Classes in the Java programming language are object-oriented, which means code is always bundled into one or more classes. A class may contain methods--the operations of the class (like functions or procedures in older languages). A class may also contain data--the fields of the class (like variables in older programming languages). The class is a recipe, written by a programmer, which tells the virtual machine how to create an object at runtime. Classes, and objects created using them, have been compared to structs in C or C++, but classes and objects (unlike structs) can be extended and modified without recompilation.
Java is not a fully object oriented language in the sense everything is not an object. Specifically, Java has primitive data types: int,long, short, boolean, double, float, and char. In a fully object-oriented language, like Scala, these are considered objects and can be treated as such.
A Java program consists of cooperating objects of different types. Some of the classes (types) are made from classes coded by the application programmer. Some types are pre-compiled, from the standard Java libraries (written by Sun programmers); other types may be libraries that the programmer has modified (extended).
Prior to Java, C++ was the dominant programming language in the computer industry. Compared with C++, Java code is typically more robust because the Java platform prevents direct pointer manipulation and performs strong type checking at both compile- and run-time. These safety features in Java make it less likely that one ill-behaving program will harm other users or programs on a shared computer. These restrictions also limit the power of the Java programmer somewhat. Java is considered a "higher-level" language than C or C++.
This is also known as static typing.
Also called the Base Class Library, these libraries ("packages") are available to every program written in Java, regardless of operating system. They consist of ~2500 or more reusable classes, providing networking, file IO, graphic environment, cross-computer interoperability and many other features, normally making direct access to the operating system layer unnecessary. Apart the original Sun version, currently there are at least two completely different implementations of this library (GNU Classpath and Apache Harmony).
Some people say that "java does not have pointers". This is arguable because array and object variables are treated as references.
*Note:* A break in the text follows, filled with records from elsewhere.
//! Approximate text metrics.
//!
//! Slides are rendered without access to real font files, so text extents
//! are estimated from per-character em factors. The estimate is
//! deterministic across platforms and strictly increasing in both string
//! length and font size, which keeps every wrapping and fallback decision
//! stable from one run to the next.
//!
//! # Examples
//!
//! ```
//! # use slidegraph_core::metrics::text_width;
//! let short = text_width("Revenue", 16.0);
//! let long = text_width("Revenue growth", 16.0);
//! assert!(long > short);
//! assert!(text_width("Revenue", 20.0) > short);
//! ```

/// Ratio between line height and font size.
pub const LINE_HEIGHT_FACTOR: f32 = 1.3;

/// Smallest font size any renderer is allowed to fall back to.
pub const MIN_LEGIBLE_FONT_SIZE: f32 = 11.0;

/// Returns true for characters that occupy a full em (CJK ideographs,
/// kana, hangul, full-width forms).
pub fn is_wide(c: char) -> bool {
    matches!(c as u32,
        0x1100..=0x115F
        | 0x2E80..=0x303E
        | 0x3041..=0x33FF
        | 0x3400..=0x4DBF
        | 0x4E00..=0x9FFF
        | 0xA000..=0xA4CF
        | 0xAC00..=0xD7A3
        | 0xF900..=0xFAFF
        | 0xFE30..=0xFE4F
        | 0xFF00..=0xFF60
        | 0xFFE0..=0xFFE6
        | 0x1F300..=0x1FAFF
        | 0x20000..=0x2FFFD)
}

/// Returns the estimated advance of `c` in ems.
///
/// Every character has a strictly positive advance.
pub fn char_em(c: char) -> f32 {
    if is_wide(c) {
        return 1.0;
    }
    match c {
        ' ' | '\u{00A0}' => 0.28,
        'i' | 'j' | 'l' | '!' | '|' | '.' | ',' | ':' | ';' | '\'' | '`' => 0.28,
        'f' | 't' | 'r' | 'I' | '(' | ')' | '[' | ']' | '-' => 0.36,
        'm' | 'w' | 'M' | 'W' | '@' | '%' => 0.86,
        'A'..='Z' => 0.66,
        'a'..='z' | '0'..='9' => 0.54,
        '…' => 0.9,
        _ => 0.6,
    }
}

/// Estimates the rendered width of a single line of text.
pub fn text_width(text: &str, font_size: f32) -> f32 {
    let font_size = if font_size.is_finite() {
        font_size.max(0.0)
    } else {
        0.0
    };
    text.chars().map(char_em).sum::<f32>() * font_size
}

/// Returns the line height used for a given font size.
pub fn line_height(font_size: f32) -> f32 {
    font_size * LINE_HEIGHT_FACTOR
}

/// Estimates the height of a block of `lines` lines.
pub fn block_height(lines: usize, font_size: f32) -> f32 {
    lines as f32 * line_height(font_size)
}

#[cfg(test)]
mod tests {
    use float_cmp::assert_approx_eq;
    use proptest::prelude::*;

    use super::*;

    #[test]
    fn test_empty_text_has_zero_width() {
        assert_approx_eq!(f32, text_width("", 16.0), 0.0);
    }

    #[test]
    fn test_wide_characters_take_full_em() {
        assert_approx_eq!(f32, text_width("売上", 10.0), 20.0);
        assert!(is_wide('構'));
        assert!(is_wide('カ'));
        assert!(!is_wide('a'));
    }

    #[test]
    fn test_invalid_font_size_is_zero_width() {
        assert_approx_eq!(f32, text_width("abc", f32::NAN), 0.0);
        assert_approx_eq!(f32, text_width("abc", -4.0), 0.0);
    }

    #[test]
    fn test_line_height() {
        assert_approx_eq!(f32, line_height(10.0), 13.0);
        assert_approx_eq!(f32, block_height(3, 10.0), 39.0);
    }

    proptest! {
        #[test]
        fn prop_width_monotonic_in_length(text in "\\PC{0,40}", extra in "\\PC{1,5}", size in 6.0f32..60.0) {
            let longer = format!("{text}{extra}");
            prop_assert!(text_width(&longer, size) > text_width(&text, size));
        }

        #[test]
        fn prop_width_monotonic_in_font_size(text in "\\PC{1,40}", size in 6.0f32..60.0, bump in 0.5f32..20.0) {
            prop_assert!(text_width(&text, size + bump) > text_width(&text, size));
        }
    }
}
For instance, if a and b are arrays, the sentences { b[0] = 1; a[0] = 17; b = a } will result b[0] obtaining the value 17 as well. This feature allows to work with data structures like graphs or linked lists that are usually built using pointers.
Unlike in C, arrays and objects that are no longer used need not be explicitly discarded. Java garbage collector eliminates the unused object automatically, freeing the memory it uses. This eliminates the whole group of difficult to find bugs but increases the memory usage.
First Java versions deep in the past only had interpreter to run the bytecode. This created Java a reputation of the slow language. The recent implementations usually compile the bytecode before running hence for majority of the algorithms the speed is comparable to the one of the compiled code. Garbage collector has been criticized as a slowing factor but the usual C heap management is also complex and may take a notable part of the processor time.
Java standard library cannot exist as "world in itself"; as some point it is necessary to call the underlying operating system to perform the requested functions. This is done via Java native interface (JNI) that allows to call C code from Java. Usually this is done from the system library and the ordinary programmer never needs to write or even call the native code directly. However in cases like connecting the big existing library or accessing some low level resources it is possible for the user to mix Java and C code using JNI. Native code is also rewritten during porting Java to the new operating system.